When Gerhard Schröder signed on with Gazprom in 2005, the smart money in the gas war was on Moscow. Now that picture is changing, if slightly. There is a sense that the Kremlin overplayed its hand both in the gas shut-offs to Ukraine and in the Georgia war last summer. Indeed, U.S. Vice President Joe Biden recently echoed this view of Russia’s energy power play. “[Russia’s] actions relative to essentially blackmailing a country and a continent on natural gas, what did it produce?” he pointed out. “You’ve now got an agreement [Nabucco] that no one thought they could have.” At the same time, the global recession has hit Russia particularly hard, and Gazprom’s profits fell 84 percent in the fourth quarter of 2008, making it Russia’s biggest debtor, rather than the world’s biggest company, as it once bragged it would become.

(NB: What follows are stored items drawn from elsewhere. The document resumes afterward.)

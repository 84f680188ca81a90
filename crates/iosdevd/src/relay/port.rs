//! Port forwarding relays.
//!
//! One [`RelayChannel`] per device port, shared by every listener of that
//! port. The map never holds an empty channel: the last `stop` removes it,
//! and a channel that ends by itself removes itself through its close hook.

use std::collections::BTreeMap;
use std::sync::{Arc, Weak};

use parking_lot::Mutex;
use tracing::{debug, warn};

use iosdev_core::{DeviceError, DeviceResult};

use super::{ChannelId, Relay, RelayChannel, RelayListener};
use crate::backend::DeviceBackend;
use crate::runloop::Runtimes;
use crate::session::DeviceSession;

type ChannelMap = Mutex<BTreeMap<u16, Arc<RelayChannel>>>;

pub struct PortRelayManager {
    backend: Arc<dyn DeviceBackend>,
    session: Arc<DeviceSession>,
    runtimes: Runtimes,
    channels: Arc<ChannelMap>,
}

impl PortRelayManager {
    pub fn new(
        backend: Arc<dyn DeviceBackend>,
        session: Arc<DeviceSession>,
        runtimes: Runtimes,
    ) -> Self {
        Self {
            backend,
            session,
            runtimes,
            channels: Arc::new(Mutex::new(BTreeMap::new())),
        }
    }

    /// Ports with a live channel.
    pub fn active_ports(&self) -> Vec<u16> {
        self.channels.lock().keys().copied().collect()
    }

    pub fn listener_count(&self, port: u16) -> usize {
        self.channels
            .lock()
            .get(&port)
            .map(|c| c.listener_count())
            .unwrap_or(0)
    }

    /// Ends every channel. Listeners receive End.
    pub fn shutdown(&self) {
        let channels = std::mem::take(&mut *self.channels.lock());
        for channel in channels.values() {
            channel.terminate();
        }
    }

    /// Connects the port and wraps it in a channel that forgets itself on End.
    fn open_channel(&self, port: u16) -> DeviceResult<Arc<RelayChannel>> {
        let socket = self
            .backend
            .connect_port(self.session.connection_id(), port)
            .map_err(|code| {
                warn!(udid = %self.session.udid(), port, code = %code, "Port connect failed");
                DeviceError::PortConnectFailed { port }
            })?;

        let channels: Weak<ChannelMap> = Arc::downgrade(&self.channels);
        let label = format!("{}:{port}", self.session.udid());
        let channel = RelayChannel::new(label, socket, self.runtimes.clone()).with_close_hook(
            move |id| {
                if let Some(channels) = channels.upgrade() {
                    forget(&channels, port, id);
                }
            },
        );

        debug!(udid = %self.session.udid(), port, "Port relay connected");
        Ok(Arc::new(channel))
    }

    /// Adds the listener to the live channel for `port`, installing `fresh`
    /// when there is none. Returns `None` if a fresh channel is needed first.
    fn attach(
        &self,
        port: u16,
        listener: &RelayListener,
        fresh: &mut Option<Arc<RelayChannel>>,
    ) -> Option<DeviceResult<()>> {
        let mut channels = self.channels.lock();

        let channel = match channels.get(&port).filter(|c| !c.is_closed() && !c.is_ended()) {
            Some(live) => Arc::clone(live),
            None => {
                let channel = fresh.take()?;
                channels.insert(port, Arc::clone(&channel));
                channel
            }
        };

        let result = channel.add_listener(listener.clone());
        if result.is_err() && channel.listener_count() == 0 {
            channels.remove(&port);
        }
        Some(result)
    }
}

fn forget(channels: &ChannelMap, port: u16, id: ChannelId) {
    let mut channels = channels.lock();
    if channels.get(&port).map(|c| c.id()) == Some(id) {
        channels.remove(&port);
        debug!(port, "Ended port relay removed");
    }
}

impl Relay for PortRelayManager {
    type Key = u16;

    fn start(&self, port: u16, listener: RelayListener) -> DeviceResult<()> {
        if port == 0 {
            return Err(DeviceError::InvalidArgument(
                "Expected port to be a number between 1 and 65535".to_string(),
            ));
        }

        // The port is connected outside the map lock
        let mut fresh = None;
        loop {
            if let Some(result) = self.attach(port, &listener, &mut fresh) {
                return result;
            }
            fresh = Some(self.open_channel(port)?);
        }
    }

    fn stop(&self, port: u16, listener: &RelayListener) {
        let mut channels = self.channels.lock();
        let Some(channel) = channels.get(&port) else {
            return;
        };
        if channel.remove_listener(listener) {
            channels.remove(&port);
            debug!(udid = %self.session.udid(), port, "Port relay stopped");
        }
    }
}

impl Drop for PortRelayManager {
    fn drop(&mut self) {
        self.shutdown();
    }
}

And Nabucco’s European supporters finally seem to be taking their own side in this fight. They now have a heavyweight rainmaker in Fischer, who is going toe to toe with his old boss Schröder in the struggle for influence in the path of the pipelines. The recent EU agreement with Azerbaijan and the fanfare-laden treaty signing in Turkey are contributing to the sense that Europe is leveling the playing field with Russia. “We have started to confound the skeptics, the unbelievers,” European Commission President José Manuel Barroso said in July. “Now that we have an agreement, I believe that this pipeline is inevitable rather than just probable.”

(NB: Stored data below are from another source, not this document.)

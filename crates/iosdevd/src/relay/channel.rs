//! A single relayed device socket.
//!
//! The channel opens its socket lazily when the first listener arrives and
//! closes it as soon as the last one leaves. Bytes are read on the run loop,
//! split into lines and queued; the wake source runs the dispatcher on the
//! foreground runtime, which hands each message to a snapshot of the
//! listeners taken outside the lock.
//!
//! # Panic-Free Guarantees
//!
//! - No `.unwrap()`, `.expect()` or direct indexing
//! - Socket failures end the stream; they never surface as errors to
//!   listeners

use std::fmt;
use std::sync::atomic::{AtomicBool, AtomicU64, Ordering};
use std::sync::Arc;

use parking_lot::Mutex;
use tokio::io::AsyncReadExt;
use tokio::net::UnixStream;
use tokio_util::sync::CancellationToken;
use tracing::{debug, trace, warn};

use iosdev_core::{DeviceError, DeviceResult};

use super::{LineSplitter, MessageQueue, RelayListener, RelayMessage};
use crate::backend::DeviceSocket;
use crate::listener::ListenerSet;
use crate::runloop::Runtimes;
use crate::wake::WakeSource;

/// Read buffer size per socket read
const READ_BUFFER_SIZE: usize = 8192;

static NEXT_CHANNEL_ID: AtomicU64 = AtomicU64::new(1);

/// Identity of a channel, used by owners to avoid removing a successor.
#[derive(Debug, Clone, Copy, PartialEq, Eq, Hash)]
pub struct ChannelId(u64);

impl fmt::Display for ChannelId {
    fn fmt(&self, f: &mut fmt::Formatter<'_>) -> fmt::Result {
        write!(f, "{}", self.0)
    }
}

type CloseHook = Box<dyn FnOnce(ChannelId) + Send>;

struct ChannelInner {
    id: ChannelId,
    label: String,
    runtimes: Runtimes,

    /// Socket waiting for the first listener.
    pending_socket: Mutex<Option<DeviceSocket>>,

    /// Cancels the reader task.
    reader: Mutex<Option<CancellationToken>>,

    listeners: Mutex<ListenerSet<RelayMessage>>,
    queue: MessageQueue,
    wake: WakeSource,

    connected: AtomicBool,
    /// End has been queued; nothing else may be.
    ended: AtomicBool,
    /// The socket was released; the channel cannot be reused.
    closed: AtomicBool,

    on_closed: Mutex<Option<CloseHook>>,
}

impl ChannelInner {
    /// Opens the socket on the run loop and spawns its reader.
    fn open(self: &Arc<Self>) -> DeviceResult<()> {
        let socket = self
            .pending_socket
            .lock()
            .take()
            .ok_or_else(|| DeviceError::Socket(format!("relay {} is closed", self.label)))?;

        socket
            .set_nonblocking(true)
            .map_err(|e| DeviceError::Socket(e.to_string()))?;

        let stream = {
            let _enter = self.runtimes.background.enter();
            UnixStream::from_std(socket).map_err(|e| DeviceError::Socket(e.to_string()))?
        };

        let token = CancellationToken::new();
        *self.reader.lock() = Some(token.clone());
        self.connected.store(true, Ordering::SeqCst);

        self.runtimes
            .background
            .spawn(read_loop(Arc::clone(self), stream, token));

        debug!(channel = %self.label, id = %self.id, "Relay socket opened");
        Ok(())
    }

    /// Stops the reader and releases the socket. Idempotent.
    fn close(&self) {
        self.closed.store(true, Ordering::SeqCst);
        self.connected.store(false, Ordering::SeqCst);
        self.pending_socket.lock().take();
        if let Some(token) = self.reader.lock().take() {
            token.cancel();
            debug!(channel = %self.label, id = %self.id, "Relay socket closed");
        }
    }

    /// Queues End unless already ended, then wakes the dispatcher.
    fn end(&self) {
        if self.ended.swap(true, Ordering::SeqCst) {
            return;
        }
        self.queue.push(RelayMessage::End);
        self.wake.signal();
    }

    /// Delivers queued messages to a snapshot of the listeners.
    fn dispatch(&self) {
        let listeners = self.listeners.lock().snapshot();
        if listeners.is_empty() {
            return;
        }

        let messages = self.queue.drain();
        let mut ended = false;

        for message in messages {
            let is_end = message.is_end();
            for listener in &listeners {
                listener.deliver(message.clone());
            }
            if is_end {
                ended = true;
                break;
            }
        }

        if ended {
            self.finish();
        }
    }

    /// Tears the channel down after End reached every listener.
    fn finish(&self) {
        self.listeners.lock().clear();
        self.wake.disarm();
        self.close();

        let hook = self.on_closed.lock().take();
        if let Some(hook) = hook {
            hook(self.id);
        }
        trace!(channel = %self.label, id = %self.id, "Relay channel finished");
    }
}

async fn read_loop(inner: Arc<ChannelInner>, mut stream: UnixStream, token: CancellationToken) {
    let mut buf = vec![0u8; READ_BUFFER_SIZE];
    let mut splitter = LineSplitter::new();

    loop {
        let read = tokio::select! {
            biased;
            _ = token.cancelled() => return,
            read = stream.read(&mut buf) => read,
        };

        let chunk = match read {
            Ok(0) => None,
            Ok(n) => buf.get(..n),
            Err(e) => {
                warn!(channel = %inner.label, error = %e, "Relay socket read failed");
                None
            }
        };

        let Some(chunk) = chunk else {
            if let Some(tail) = splitter.finish() {
                inner.queue.push(RelayMessage::Data(tail));
            }
            inner.connected.store(false, Ordering::SeqCst);
            inner.end();
            debug!(channel = %inner.label, "Relay socket reached end of stream");
            return;
        };

        let lines = splitter.feed(chunk);
        if !lines.is_empty() {
            trace!(channel = %inner.label, lines = lines.len(), "Relay lines queued");
            inner.queue.extend(lines.into_iter().map(RelayMessage::Data));
            inner.wake.signal();
        }
    }
}

/// One relayed socket with its listeners.
pub struct RelayChannel {
    inner: Arc<ChannelInner>,
}

impl RelayChannel {
    /// Wraps a socket. Nothing is read until the first listener is added.
    pub fn new(label: impl Into<String>, socket: DeviceSocket, runtimes: Runtimes) -> Self {
        Self {
            inner: Arc::new(ChannelInner {
                id: ChannelId(NEXT_CHANNEL_ID.fetch_add(1, Ordering::Relaxed)),
                label: label.into(),
                runtimes,
                pending_socket: Mutex::new(Some(socket)),
                reader: Mutex::new(None),
                listeners: Mutex::new(ListenerSet::new()),
                queue: MessageQueue::new(),
                wake: WakeSource::new(),
                connected: AtomicBool::new(false),
                ended: AtomicBool::new(false),
                closed: AtomicBool::new(false),
                on_closed: Mutex::new(None),
            }),
        }
    }

    /// Installs the callback run once the channel ends by itself.
    pub fn with_close_hook(self, hook: impl FnOnce(ChannelId) + Send + 'static) -> Self {
        *self.inner.on_closed.lock() = Some(Box::new(hook));
        self
    }

    pub fn id(&self) -> ChannelId {
        self.inner.id
    }

    pub fn label(&self) -> &str {
        &self.inner.label
    }

    /// Registers a listener, opening the socket for the first one.
    pub fn add_listener(&self, listener: RelayListener) -> DeviceResult<()> {
        if self.is_closed() || self.is_ended() {
            return Err(DeviceError::Socket(format!("relay {} is closed", self.inner.label)));
        }

        let first = self.inner.listeners.lock().add(listener.clone());
        if !first {
            return Ok(());
        }

        let inner = Arc::clone(&self.inner);
        self.inner
            .wake
            .arm(&self.inner.runtimes.foreground, move || inner.dispatch());

        if let Err(e) = self.inner.open() {
            self.inner.listeners.lock().remove(&listener);
            self.inner.wake.disarm();
            self.inner.close();
            return Err(e);
        }

        Ok(())
    }

    /// Unregisters a listener. Returns true if that left the channel empty,
    /// in which case it has been closed.
    pub fn remove_listener(&self, listener: &RelayListener) -> bool {
        let emptied = self.inner.listeners.lock().remove(listener);
        if emptied {
            self.inner.wake.disarm();
            self.inner.close();
        }
        emptied
    }

    pub fn listener_count(&self) -> usize {
        self.inner.listeners.lock().len()
    }

    pub fn is_connected(&self) -> bool {
        self.inner.connected.load(Ordering::SeqCst)
    }

    pub fn is_ended(&self) -> bool {
        self.inner.ended.load(Ordering::SeqCst)
    }

    pub fn is_closed(&self) -> bool {
        self.inner.closed.load(Ordering::SeqCst)
    }

    /// Ends the stream as if the device closed it.
    ///
    /// Listeners still receive End through the dispatcher; a channel without
    /// listeners is simply closed.
    pub fn terminate(&self) {
        if self.inner.listeners.lock().is_empty() {
            self.inner.wake.disarm();
            self.inner.close();
            return;
        }

        if let Some(token) = self.inner.reader.lock().take() {
            token.cancel();
        }
        self.inner.connected.store(false, Ordering::SeqCst);
        self.inner.end();
    }
}

impl Drop for RelayChannel {
    fn drop(&mut self) {
        self.terminate();
    }
}

impl fmt::Debug for RelayChannel {
    fn fmt(&self, f: &mut fmt::Formatter<'_>) -> fmt::Result {
        f.debug_struct("RelayChannel")
            .field("id", &self.inner.id)
            .field("label", &self.inner.label)
            .field("listeners", &self.listener_count())
            .field("connected", &self.is_connected())
            .finish()
    }
}

#[cfg(test)]
mod tests {
    use super::*;
    use std::io::Write;
    use std::time::Duration;
    use tokio::runtime::Handle;
    use tokio::time::timeout;

    use crate::runloop::RunLoop;

    #[tokio::test]
    async fn test_socket_opens_with_first_listener() {
        let run_loop = RunLoop::spawn("channel-test-loop").unwrap();
        let (ours, _peer) = DeviceSocket::pair().unwrap();
        let channel = RelayChannel::new("lazy", ours, run_loop.runtimes(Handle::current()));

        assert!(!channel.is_connected());
        let (listener, _rx) = RelayListener::channel();
        channel.add_listener(listener).unwrap();
        assert!(channel.is_connected());
        assert_eq!(channel.listener_count(), 1);
    }

    #[tokio::test]
    async fn test_terminate_without_listeners_closes() {
        let run_loop = RunLoop::spawn("channel-test-loop").unwrap();
        let (ours, _peer) = DeviceSocket::pair().unwrap();
        let channel = RelayChannel::new("idle", ours, run_loop.runtimes(Handle::current()));

        channel.terminate();
        assert!(channel.is_closed());
        assert!(!channel.is_ended());

        let (listener, _rx) = RelayListener::channel();
        assert!(matches!(
            channel.add_listener(listener),
            Err(DeviceError::Socket(_))
        ));
    }

    #[tokio::test]
    async fn test_ended_channel_rejects_listeners() {
        let run_loop = RunLoop::spawn("channel-test-loop").unwrap();
        let (ours, mut peer) = DeviceSocket::pair().unwrap();
        let channel = RelayChannel::new("ended", ours, run_loop.runtimes(Handle::current()));

        let (listener, mut rx) = RelayListener::channel();
        channel.add_listener(listener).unwrap();
        peer.write_all(b"last\n").unwrap();
        drop(peer);

        let first = timeout(Duration::from_secs(2), rx.recv()).await.unwrap();
        assert_eq!(first, Some(RelayMessage::Data("last".into())));
        let end = timeout(Duration::from_secs(2), rx.recv()).await.unwrap();
        assert_eq!(end, Some(RelayMessage::End));

        assert!(channel.is_ended());
        let (late, _late_rx) = RelayListener::channel();
        assert!(channel.add_listener(late).is_err());
    }
}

And yet, if recent experience teaches anything, it is not to count Russia out, especially when so much is at stake. When I raised this issue with Russian Energy Minster Sergei Shmatko at a meeting in Bulgaria in April, he shot me a threatening glare and cautioned against planning for an energy future without Russia, unless the Europeans were fully prepared to deliver it. “We have an expression in Russia,” Shmatko told me. “Don’t sell the skin off a bear before you kill it.”